Here's a tip that could make banks phenomenally successful: radical honesty
- Written by Louise Metcalf, Researcher in Environmental and Organisational Psychology, Macquarie University
Appearing before the banking royal commission, the newly appointed head of the Commonwealth Bank, Matt Comyn, has held out the prospect of ethical leadership making a difference.
He revealed that for more than a year as head of the Commonwealth’s retail division, he had wanted to shut down an insurance policy that charged many people for cover they were unable to claim.
The head of the bank at the time, his boss Ian Narev, refused, telling him among other things: “temper your sense of justice”.
Comyn made a contemporaneous note that was displayed on a screen at the commission.
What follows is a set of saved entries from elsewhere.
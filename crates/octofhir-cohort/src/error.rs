//! Error types for cohort resolution.

use std::fmt;

/// Failure reported by a paged-search backend for a single page fetch.
#[derive(Debug, Clone, PartialEq, Eq)]
pub struct BackendError {
    /// HTTP status code, when the failure came from an HTTP response.
    pub status: Option<u16>,
    /// Status text or diagnostics returned by the backend.
    pub message: String,
}

impl BackendError {
    #[must_use]
    pub fn new(status: Option<u16>, message: impl Into<String>) -> Self {
        Self {
            status,
            message: message.into(),
        }
    }

    /// A failure with an HTTP status attached.
    #[must_use]
    pub fn http(status: u16, message: impl Into<String>) -> Self {
        Self::new(Some(status), message)
    }

    /// A failure below HTTP (connect, timeout, decoding).
    #[must_use]
    pub fn transport(message: impl Into<String>) -> Self {
        Self::new(None, message)
    }

    /// Returns `true` for 401/403 responses.
    #[must_use]
    pub fn is_unauthorized(&self) -> bool {
        matches!(self.status, Some(401 | 403))
    }
}

impl fmt::Display for BackendError {
    fn fmt(&self, f: &mut fmt::Formatter<'_>) -> fmt::Result {
        match self.status {
            Some(status) => write!(f, "HTTP {status}: {}", self.message),
            None => f.write_str(&self.message),
        }
    }
}

impl std::error::Error for BackendError {}

/// Errors that abort a cohort resolution.
#[derive(Debug, thiserror::Error)]
pub enum CohortError {
    /// The translation service returned a non-success status or an unusable payload.
    #[error("Failed to fetch cohort queries: {status}")]
    TranslationFailure { status: String },

    /// A page fetch failed while executing one query.
    #[error("Query {resource}?{filter_expression} failed: {status}")]
    BackendQuery {
        resource: String,
        filter_expression: String,
        status: String,
        #[source]
        source: BackendError,
    },

    /// The output consumer could not store the cohort group.
    #[error("Failed to persist cohort group: {status}")]
    Persistence { status: String },

    #[error("Configuration error: {0}")]
    Configuration(String),
}

impl CohortError {
    #[must_use]
    pub fn translation(status: impl Into<String>) -> Self {
        Self::TranslationFailure {
            status: status.into(),
        }
    }

    #[must_use]
    pub fn backend_query(
        resource: impl Into<String>,
        filter_expression: impl Into<String>,
        source: BackendError,
    ) -> Self {
        Self::BackendQuery {
            resource: resource.into(),
            filter_expression: filter_expression.into(),
            status: source.to_string(),
            source,
        }
    }

    #[must_use]
    pub fn persistence(status: impl Into<String>) -> Self {
        Self::Persistence {
            status: status.into(),
        }
    }

    #[must_use]
    pub fn configuration(message: impl Into<String>) -> Self {
        Self::Configuration(message.into())
    }

    /// Filter expression of the failing query, for backend failures.
    #[must_use]
    pub fn filter_expression(&self) -> Option<&str> {
        match self {
            Self::BackendQuery {
                filter_expression, ..
            } => Some(filter_expression),
            _ => None,
        }
    }

    /// Returns the error category for logging.
    #[must_use]
    pub fn category(&self) -> ErrorCategory {
        match self {
            Self::TranslationFailure { .. } => ErrorCategory::Translation,
            Self::BackendQuery { .. } => ErrorCategory::Backend,
            Self::Persistence { .. } => ErrorCategory::Persistence,
            Self::Configuration(_) => ErrorCategory::Configuration,
        }
    }
}

/// Categories of cohort errors for logging.
#[derive(Debug, Clone, Copy, PartialEq, Eq, Hash)]
pub enum ErrorCategory {
    Translation,
    Backend,
    Persistence,
    Configuration,
}

impl fmt::Display for ErrorCategory {
    fn fmt(&self, f: &mut fmt::Formatter<'_>) -> fmt::Result {
        match self {
            Self::Translation => write!(f, "translation"),
            Self::Backend => write!(f, "backend"),
            Self::Persistence => write!(f, "persistence"),
            Self::Configuration => write!(f, "configuration"),
        }
    }
}

/// Convenience result type for cohort operations.
pub type CohortResult<T> = Result<T, CohortError>;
The quote (which may be disputed - Narev has not had it put to him by the commission) is almost as memorable as the now infamous one by Oliver Schmidt, the since-jailed general manager in charge of Volkswagen’s engineering and environmental office, in an email during what became the emissions cheating scandal. He was found to have written:
It should first be decided whether we are honest. If we are not honest, everything stays as it is.
Could Australia’s banks decide to be honest?
In his interim report, Commissioner Kenneth Hayne nominated two things that would help: ethical leadership at the top, and consumer financial literacy that would keep those ethical leaders honest.
Unfortunately, there is evidence neither will be enough.
Literacy is a losing battle
Firstly, the notion that financially educated consumers can keep anything at bay is seriously problematic.
Researchers found it hard to even teach financial literacy given it is such a moving target. Continually changing tools and technologies, including the growth of artificially intelligent financial service providers, are hard to stay on top of.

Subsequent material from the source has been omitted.